We, the working class of this world, have nothing to gain by falling into the traps I did in high school. We must say no to war for profits. We cannot continue to let those driven by profits decide who we should be scared of. I know I have more in common with those boys that shot at me from the roof in Iraq than I do with anyone who would send us to shoot at each other.

Twenty years ago, the U.S. government decided we should invade Iraq. It is estimated that 1 million Iraqis died during the U.S. occupation of Iraq; 4550 Service members died and many more by their own hand after their deployments. What does the working class of either nation have to show for this river of blood? Most Americans live paycheck to paycheck, the cost of food continues to skyrocket, rent is basically unaffordable, and most millennials think home ownership will not be possible for them. The cancer rates in the city of Fallujah, where I was stationed, have risen overall by four times, and childhood cancer rates have had a 12-times increase.

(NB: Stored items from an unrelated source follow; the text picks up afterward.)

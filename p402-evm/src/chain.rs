//! EVM chain primitives.
//!
//! Provides [`TokenAmount`], the uint256 amount representation used for the
//! `value` field of ERC-3009 authorizations.

use alloy_primitives::U256;
use serde::{Deserialize, Deserializer, Serialize, Serializer};
use std::fmt::{Display, Formatter};
use std::str::FromStr;

/// A token amount in the token's smallest unit (e.g., `"1000000"` for 1 USDC).
///
/// Backed by a [`U256`] so amounts beyond the 64-bit range survive intact.
/// On the wire this is a decimal string; hex, signs, and non-digit input are
/// rejected.
#[derive(Debug, Clone, Copy, Default, PartialEq, Eq, PartialOrd, Ord)]
pub struct TokenAmount(U256);

impl TokenAmount {
    /// Wraps a raw [`U256`] amount.
    #[must_use]
    pub const fn new(amount: U256) -> Self {
        Self(amount)
    }

    /// Returns the raw [`U256`] amount.
    #[must_use]
    pub const fn inner(&self) -> U256 {
        self.0
    }
}

impl From<U256> for TokenAmount {
    fn from(amount: U256) -> Self {
        Self(amount)
    }
}

impl From<u64> for TokenAmount {
    fn from(amount: u64) -> Self {
        Self(U256::from(amount))
    }
}

impl From<TokenAmount> for U256 {
    fn from(amount: TokenAmount) -> Self {
        amount.0
    }
}

impl FromStr for TokenAmount {
    type Err = alloy_primitives::ruint::ParseError;

    fn from_str(s: &str) -> Result<Self, Self::Err> {
        U256::from_str_radix(s, 10).map(Self)
    }
}

impl Display for TokenAmount {
    fn fmt(&self, f: &mut Formatter<'_>) -> std::fmt::Result {
        write!(f, "{}", self.0)
    }
}

impl Serialize for TokenAmount {
    fn serialize<S: Serializer>(&self, serializer: S) -> Result<S::Ok, S::Error> {
        serializer.serialize_str(&self.0.to_string())
    }
}

impl<'de> Deserialize<'de> for TokenAmount {
    fn deserialize<D>(deserializer: D) -> Result<Self, D::Error>
    where
        D: Deserializer<'de>,
    {
        let s = String::deserialize(deserializer)?;
        s.parse()
            .map_err(|_| serde::de::Error::custom("amount must be a non-negative decimal integer"))
    }
}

Over the 20 years since the U.S. invaded Iraq, we have seen the rich continue to get more for themselves and give less to everyone else. We have seen one of the biggest transfers of wealth from the poor to the rich in human history. Yet still, these are the people that in our current society get to make the decisions about war?

This system can no longer stand. With global pandemics, war, climate change, and the myriad of other issues that are facing humanity, we cannot continue to have a system that lets people profit from ending human life and the destruction of this planet’s ecology. We must find a way to take the illusion of power out of the hands of the few and put it in the hands of working classes. We have a world to win, a world where the use of the surplus that our work provides is decided democratically, not used to create machines that have no purpose but to kill.

I bought the ad campaigns, both of the U.S. military and of the media, that lied to get us into a war. Do not fall for the same traps that I did; we must resist imperialist war every turn we can. No war but class war!